Rebuilding depleted stocks can be an efficient way to improve catch per unit of effort (CPUE), increase profitability and reduce emissions. In the early 1990s, rock lobster catches in New Zealand had fallen to historic lows after overfishing depleted stocks (OECD, 2012[40]). A quota management system was introduced to control overfishing, and management plans were introduced to rebuild stocks to levels that could support maximum sustainable yields (MSY). While the main goal of stock rebuilding was to increase catches, it also led to an increased CPUE and an estimated two-thirds reduction in fuel use intensity.

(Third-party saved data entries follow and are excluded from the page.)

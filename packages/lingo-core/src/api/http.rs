//! HTTP route handlers.
//!
//! All handlers are thin - they delegate to the speech service for business
//! logic; errors render as JSON through `LingoError::into_response`.

use axum::extract::State;
use axum::http::HeaderValue;
use axum::routing::{get, post};
use axum::{Json, Router};
use base64::engine::general_purpose::STANDARD as BASE64;
use base64::Engine;
use bytes::Bytes;
use serde::{Deserialize, Serialize};
use serde_json::json;
use tower_http::cors::{Any, CorsLayer};
use tower_http::trace::TraceLayer;

use crate::api::ws::ws_handler;
use crate::api::AppState;
use crate::error::{LingoError, LingoResult};
use crate::protocol_constants::SERVICE_ID;
use crate::recognizer::result::RecognitionResult;
use crate::service::{
    CloseSessionResponse, StartSessionRequest, StartSessionResponse, TranslationRequest,
    TranslationResponse,
};

// ─────────────────────────────────────────────────────────────────────────────
// Request / Response Types
// ─────────────────────────────────────────────────────────────────────────────

#[derive(Deserialize)]
#[serde(rename_all = "camelCase")]
struct CloseSessionRequest {
    session_id: String,
}

/// Deprecated REST audio path request (base64 chunks).
#[derive(Deserialize)]
#[serde(rename_all = "camelCase")]
struct ProcessAudioRequest {
    session_id: String,
    #[serde(default)]
    audio_data: String,
}

#[derive(Debug, Serialize)]
struct ProcessAudioResponse {
    results: Vec<RecognitionResult>,
}

// ─────────────────────────────────────────────────────────────────────────────
// Router
// ─────────────────────────────────────────────────────────────────────────────

/// Builds the CORS layer from the configured allowlist.
///
/// An empty allowlist admits any origin; configured origins that fail to
/// parse are skipped with a warning.
fn cors_layer(allowed_origins: &[String]) -> CorsLayer {
    if allowed_origins.is_empty() {
        return CorsLayer::new()
            .allow_origin(Any)
            .allow_methods(Any)
            .allow_headers(Any);
    }
    let origins: Vec<HeaderValue> = allowed_origins
        .iter()
        .filter_map(|origin| match origin.parse::<HeaderValue>() {
            Ok(value) => Some(value),
            Err(_) => {
                log::warn!("[Server] Skipping unparseable CORS origin: {}", origin);
                None
            }
        })
        .collect();
    CorsLayer::new()
        .allow_origin(origins)
        .allow_methods(Any)
        .allow_headers(Any)
}

/// Creates the Axum router with all routes.
pub fn create_router(state: AppState) -> Router {
    let cors = cors_layer(&state.config.allowed_origins);
    Router::new()
        .route("/health", get(health_check))
        .route("/ready", get(readiness_check))
        .route("/api/v1/streaming/start", post(start_streaming))
        .route("/api/v1/streaming/close", post(close_streaming))
        .route("/api/v1/streaming/process", post(process_audio))
        .route("/api/v1/translation", post(translate_text))
        .route("/api/v1/streaming/ws/{session_id}", get(ws_handler))
        .layer(TraceLayer::new_for_http())
        .layer(cors)
        .with_state(state)
}

// ─────────────────────────────────────────────────────────────────────────────
// Handlers
// ─────────────────────────────────────────────────────────────────────────────

/// Liveness probe: "Is the process running?"
///
/// Always returns 200 OK if the server is responding. Use `/ready` for
/// readiness checks that verify the service can accept new sessions.
async fn health_check(State(state): State<AppState>) -> Json<serde_json::Value> {
    Json(json!({
        "status": "ok",
        "service": SERVICE_ID,
        "activeSessions": state.registry.len(),
        "limits": {
            "maxSessions": state.registry.max_sessions(),
        }
    }))
}

/// Readiness probe: "Can the service accept new sessions?"
///
/// Returns 200 OK only when credentials are configured and the session cap
/// has headroom; 503 Service Unavailable with details otherwise.
async fn readiness_check(State(state): State<AppState>) -> axum::response::Response {
    use axum::http::StatusCode;
    use axum::response::IntoResponse;

    let credentials_ready = state.config.validate().is_ok();
    let capacity_ready = state.registry.len() < state.registry.max_sessions();
    let ready = credentials_ready && capacity_ready;

    let status = if ready { "ready" } else { "not_ready" };
    let body = json!({
        "status": status,
        "checks": {
            "credentials": credentials_ready,
            "capacity": capacity_ready,
        }
    });

    let code = if ready {
        StatusCode::OK
    } else {
        StatusCode::SERVICE_UNAVAILABLE
    };
    (code, Json(body)).into_response()
}

/// Provisions a streaming session and returns its WebSocket path.
async fn start_streaming(
    State(state): State<AppState>,
    Json(request): Json<StartSessionRequest>,
) -> LingoResult<Json<StartSessionResponse>> {
    let response = state.service.start_streaming_session(request).await?;
    Ok(Json(response))
}

/// Terminates a streaming session by id.
async fn close_streaming(
    State(state): State<AppState>,
    Json(request): Json<CloseSessionRequest>,
) -> LingoResult<Json<CloseSessionResponse>> {
    let response = state
        .service
        .close_streaming_session(&request.session_id)
        .await?;
    Ok(Json(response))
}

/// Deprecated base64 audio path: accepts, validates, and discards.
async fn process_audio(
    State(state): State<AppState>,
    Json(request): Json<ProcessAudioRequest>,
) -> LingoResult<Json<ProcessAudioResponse>> {
    let audio = BASE64
        .decode(request.audio_data.as_bytes())
        .map_err(|e| LingoError::InvalidRequest(format!("invalid base64 audio data: {e}")))?;
    let results = state
        .service
        .process_audio_chunk(&request.session_id, Bytes::from(audio))
        .await?;
    Ok(Json(ProcessAudioResponse { results }))
}

/// Synchronous text translation.
async fn translate_text(
    State(state): State<AppState>,
    Json(request): Json<TranslationRequest>,
) -> LingoResult<Json<TranslationResponse>> {
    let response = state.service.translate_text(request).await?;
    Ok(Json(response))
}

New Zealand rock lobster are of catchable size between 8-13 years after breeding occurs (Fisheries New Zealand, 2023[41]). Fourteen years after a TAC and stock rebuilding plan were introduced in two specific management areas in 1990, the CPUE began to climb, and more than tripled in the three years between 2005 and 2008. Since then, fishable biomass has increased to almost 1.5 times the biomass required to support MSY, and CPUE has gradually increased over time, stabilising at around six times the CPUE when the TAC was introduced (Fisheries New Zealand, 2022[42]; Fisheries New Zealand, 2021[43]; Holland, 2010[44])

Further, a 2017 study of fuel use in lobster fisheries in New Zealand and Australia demonstrates the significant relationship between increased CPUE and decreased fuel use intensity (Figure 7) (Parker et al., 2017[45])

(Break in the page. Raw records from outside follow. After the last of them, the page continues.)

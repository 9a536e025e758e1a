//! Server configuration.
//!
//! Supports loading from YAML files with environment variable overrides.

use std::path::Path;

use anyhow::{Context, Result};
use serde::Deserialize;

/// Server configuration loaded from YAML with environment overrides.
#[derive(Debug, Deserialize)]
#[serde(default)]
pub struct ServerConfig {
    /// Port to bind the HTTP/WS server to.
    /// Override: `PORT`
    pub port: u16,

    /// Speech provider region.
    /// Override: `SPEECH_SERVICE_REGION`
    pub region: String,

    /// Speech provider subscription key.
    /// Override: `SPEECH_SERVICE_KEY`
    pub subscription_key: String,

    /// Interval in seconds between idle-eviction sweeps.
    pub sweep_interval_secs: u64,

    /// Idle seconds after which a session is evicted.
    pub max_idle_secs: u64,

    /// CORS origin allowlist. Empty admits any origin.
    pub allowed_origins: Vec<String>,
}

impl Default for ServerConfig {
    fn default() -> Self {
        let session = lingo_core::SessionConfig::default();
        Self {
            port: 8080,
            region: String::new(),
            subscription_key: String::new(),
            sweep_interval_secs: session.sweep_interval_secs,
            max_idle_secs: session.max_idle_secs,
            allowed_origins: Vec::new(),
        }
    }
}

impl ServerConfig {
    /// Loads configuration from a YAML file, then applies environment overrides.
    pub fn load(path: Option<&Path>) -> Result<Self> {
        let mut config = if let Some(path) = path {
            let content = std::fs::read_to_string(path)
                .with_context(|| format!("Failed to read config file: {}", path.display()))?;
            serde_yaml::from_str(&content)
                .with_context(|| format!("Failed to parse config file: {}", path.display()))?
        } else {
            Self::default()
        };

        config.apply_env_overrides();
        Ok(config)
    }

    /// Applies environment variable overrides to the configuration.
    fn apply_env_overrides(&mut self) {
        if let Ok(val) = std::env::var("PORT") {
            if let Ok(port) = val.parse() {
                self.port = port;
            }
        }

        if let Ok(val) = std::env::var("SPEECH_SERVICE_REGION") {
            if !val.is_empty() {
                self.region = val;
            }
        }

        if let Ok(val) = std::env::var("SPEECH_SERVICE_KEY") {
            if !val.is_empty() {
                self.subscription_key = val;
            }
        }
    }

    /// Converts to lingo-core's Config type.
    pub fn to_core_config(&self) -> lingo_core::Config {
        lingo_core::Config {
            region: self.region.clone(),
            subscription_key: self.subscription_key.clone(),
            upstream_endpoint: None,
            preferred_port: self.port,
            session: lingo_core::SessionConfig {
                sweep_interval_secs: self.sweep_interval_secs,
                max_idle_secs: self.max_idle_secs,
                ..Default::default()
            },
            allowed_origins: self.allowed_origins.clone(),
        }
    }
}
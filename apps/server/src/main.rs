//! Lingo Server - Standalone headless server for Lingo Relay.
//!
//! Terminates client WebSocket connections carrying streamed microphone
//! audio, relays it to the cloud speech provider, and pushes translated-text
//! updates back in near real time. Designed for server deployments where the
//! gateway runs as a background daemon.

mod config;

use std::path::PathBuf;

use anyhow::{bail, Context, Result};
use clap::Parser;
use lingo_core::{bootstrap_services, start_server, AppState};
use tokio::signal;

use crate::config::ServerConfig;

/// Lingo Server - Headless real-time speech translation gateway.
#[derive(Parser, Debug)]
#[command(name = "lingo-server")]
#[command(author, version, about, long_about = None)]
struct Args {
    /// Path to the configuration file (YAML).
    #[arg(short, long, value_name = "FILE")]
    config: Option<PathBuf>,

    /// Log level (error, warn, info, debug, trace).
    #[arg(short, long, default_value = "info", env = "LINGO_LOG_LEVEL")]
    log_level: log::LevelFilter,

    /// Bind port (overrides config file).
    #[arg(short = 'p', long, env = "PORT")]
    port: Option<u16>,

    /// Speech provider region (overrides config file).
    #[arg(short = 'r', long, env = "SPEECH_SERVICE_REGION")]
    region: Option<String>,

    /// Speech provider subscription key (overrides config file).
    #[arg(short = 'k', long, env = "SPEECH_SERVICE_KEY", hide_env_values = true)]
    key: Option<String>,
}

#[tokio::main]
async fn main() -> Result<()> {
    let args = Args::parse();

    // Initialize logging
    env_logger::Builder::new()
        .filter_level(args.log_level)
        .format_timestamp_millis()
        .init();

    log::info!("Lingo Server v{}", env!("CARGO_PKG_VERSION"));

    // Load configuration
    let mut config =
        ServerConfig::load(args.config.as_deref()).context("Failed to load configuration")?;

    // Apply CLI overrides
    if let Some(port) = args.port {
        config.port = port;
    }
    if let Some(region) = args.region {
        config.region = region;
    }
    if let Some(key) = args.key {
        config.subscription_key = key;
    }

    if config.subscription_key.is_empty() || config.region.is_empty() {
        bail!(
            "Speech provider credentials are required. \
             Set SPEECH_SERVICE_KEY and SPEECH_SERVICE_REGION (or --key/--region)."
        );
    }

    log::info!(
        "Configuration: port={}, region={}, sweep={}s, max_idle={}s",
        config.port,
        config.region,
        config.sweep_interval_secs,
        config.max_idle_secs
    );

    // Bootstrap services
    let services =
        bootstrap_services(config.to_core_config()).context("Failed to bootstrap services")?;

    // Start the idle-eviction sweep
    services.start_background_tasks();

    log::info!("Services bootstrapped successfully");

    // Build app state for the HTTP server
    let app_state = AppState::builder().from_services(&services).build();

    // Spawn the HTTP server on the main tokio runtime
    let server_handle = tokio::spawn(async move {
        if let Err(e) = start_server(app_state).await {
            log::error!("Server error: {}", e);
            std::process::exit(1);
        }
    });

    // Wait for shutdown signal
    shutdown_signal().await;

    log::info!("Shutdown signal received, cleaning up...");

    // Graceful shutdown: active sessions observe session_stopped and their
    // client sockets close normally before the process exits.
    services.shutdown().await;

    // Abort the server task (sessions are already closed)
    server_handle.abort();

    log::info!("Shutdown complete");
    Ok(())
}

/// Waits for a shutdown signal (Ctrl+C or SIGTERM).
async fn shutdown_signal() {
    let ctrl_c = async {
        signal::ctrl_c()
            .await
            .expect("Failed to install Ctrl+C handler");
    };

    #[cfg(unix)]
    let terminate = async {
        signal::unix::signal(signal::unix::SignalKind::terminate())
            .expect("Failed to install SIGTERM handler")
            .recv()
            .await;
    };

    #[cfg(not(unix))]
    let terminate = std::future::pending::<()>();

    tokio::select! {
        _ = ctrl_c => {},
        _ = terminate => {},
    }
}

Based on the average estimated relationship between CPUE and fuel use in New Zealand lobster fisheries, the implementation of the TAC and stock rebuilding plan described above is estimated to have reduced fuel-use intensity by over two-thirds in these management zones. This demonstrates the effectiveness of both reaching and surpassing MSY management goals for significantly decreasing emissions while improving catches and profitability.

Source: (Parker et al., 2017[45]).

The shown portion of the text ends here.